ABOUT THIS TASK
The lines you need are those holding the word "that"; pull them from the material.

TASK MATERIAL
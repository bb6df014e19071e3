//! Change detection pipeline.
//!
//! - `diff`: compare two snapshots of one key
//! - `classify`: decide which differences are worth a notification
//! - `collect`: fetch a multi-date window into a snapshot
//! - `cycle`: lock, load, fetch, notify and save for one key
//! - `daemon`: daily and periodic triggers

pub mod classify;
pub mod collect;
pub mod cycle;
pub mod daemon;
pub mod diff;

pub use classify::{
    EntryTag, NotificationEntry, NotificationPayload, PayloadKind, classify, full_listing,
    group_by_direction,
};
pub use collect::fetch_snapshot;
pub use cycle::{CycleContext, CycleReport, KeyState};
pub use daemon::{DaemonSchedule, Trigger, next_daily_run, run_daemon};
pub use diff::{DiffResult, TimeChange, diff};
==
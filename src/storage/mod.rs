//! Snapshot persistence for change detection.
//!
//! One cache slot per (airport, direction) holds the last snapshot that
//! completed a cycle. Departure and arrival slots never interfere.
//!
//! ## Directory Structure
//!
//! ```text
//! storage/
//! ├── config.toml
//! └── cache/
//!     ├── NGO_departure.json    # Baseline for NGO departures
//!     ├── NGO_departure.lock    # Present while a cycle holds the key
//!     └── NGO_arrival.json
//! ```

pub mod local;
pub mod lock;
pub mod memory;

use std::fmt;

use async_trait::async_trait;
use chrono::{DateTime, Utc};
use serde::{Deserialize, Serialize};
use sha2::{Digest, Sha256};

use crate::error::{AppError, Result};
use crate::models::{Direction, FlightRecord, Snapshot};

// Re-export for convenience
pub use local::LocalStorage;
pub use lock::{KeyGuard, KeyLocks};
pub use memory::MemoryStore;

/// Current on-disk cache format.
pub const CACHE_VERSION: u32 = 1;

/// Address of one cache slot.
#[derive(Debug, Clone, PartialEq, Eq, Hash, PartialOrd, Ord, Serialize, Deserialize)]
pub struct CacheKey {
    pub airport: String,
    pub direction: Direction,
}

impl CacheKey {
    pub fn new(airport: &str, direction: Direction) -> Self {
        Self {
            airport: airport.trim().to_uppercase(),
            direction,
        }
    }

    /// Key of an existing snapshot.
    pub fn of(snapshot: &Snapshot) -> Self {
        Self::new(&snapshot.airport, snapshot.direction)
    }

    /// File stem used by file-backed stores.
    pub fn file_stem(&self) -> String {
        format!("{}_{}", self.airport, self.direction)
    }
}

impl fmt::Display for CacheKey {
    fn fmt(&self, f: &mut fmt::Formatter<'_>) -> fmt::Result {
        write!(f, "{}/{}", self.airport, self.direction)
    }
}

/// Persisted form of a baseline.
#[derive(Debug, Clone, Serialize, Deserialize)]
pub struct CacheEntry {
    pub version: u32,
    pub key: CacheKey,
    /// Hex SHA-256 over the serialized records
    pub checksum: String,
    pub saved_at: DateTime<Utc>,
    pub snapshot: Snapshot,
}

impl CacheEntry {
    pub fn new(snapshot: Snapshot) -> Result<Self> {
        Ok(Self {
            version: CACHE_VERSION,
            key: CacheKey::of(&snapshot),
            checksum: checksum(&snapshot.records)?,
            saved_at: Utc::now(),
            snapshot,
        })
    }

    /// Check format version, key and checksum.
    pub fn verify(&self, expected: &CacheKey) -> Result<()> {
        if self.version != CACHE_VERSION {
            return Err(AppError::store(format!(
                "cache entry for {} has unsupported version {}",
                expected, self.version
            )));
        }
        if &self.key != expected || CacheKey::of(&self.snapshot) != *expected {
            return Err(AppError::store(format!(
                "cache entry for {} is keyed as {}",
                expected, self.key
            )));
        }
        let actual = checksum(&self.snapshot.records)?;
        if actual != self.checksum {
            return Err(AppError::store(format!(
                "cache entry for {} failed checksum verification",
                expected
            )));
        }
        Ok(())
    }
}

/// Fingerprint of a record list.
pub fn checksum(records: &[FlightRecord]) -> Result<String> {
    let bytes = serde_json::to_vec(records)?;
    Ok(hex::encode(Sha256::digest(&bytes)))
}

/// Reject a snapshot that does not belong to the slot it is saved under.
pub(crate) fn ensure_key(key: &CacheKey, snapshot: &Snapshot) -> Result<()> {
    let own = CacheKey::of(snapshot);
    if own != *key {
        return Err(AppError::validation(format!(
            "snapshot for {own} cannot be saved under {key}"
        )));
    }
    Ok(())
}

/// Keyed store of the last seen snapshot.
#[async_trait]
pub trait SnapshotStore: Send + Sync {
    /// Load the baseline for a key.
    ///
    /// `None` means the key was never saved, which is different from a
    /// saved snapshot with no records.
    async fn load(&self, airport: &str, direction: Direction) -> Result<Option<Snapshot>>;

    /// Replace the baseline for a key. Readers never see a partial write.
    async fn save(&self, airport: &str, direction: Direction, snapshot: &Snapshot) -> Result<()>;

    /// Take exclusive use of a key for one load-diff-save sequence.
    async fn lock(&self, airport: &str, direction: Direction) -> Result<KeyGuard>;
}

ANSWER SECTION
//! One cache slot per (airport, direction) holds the last snapshot that
/// Reject a snapshot that does not belong to the slot it is saved under.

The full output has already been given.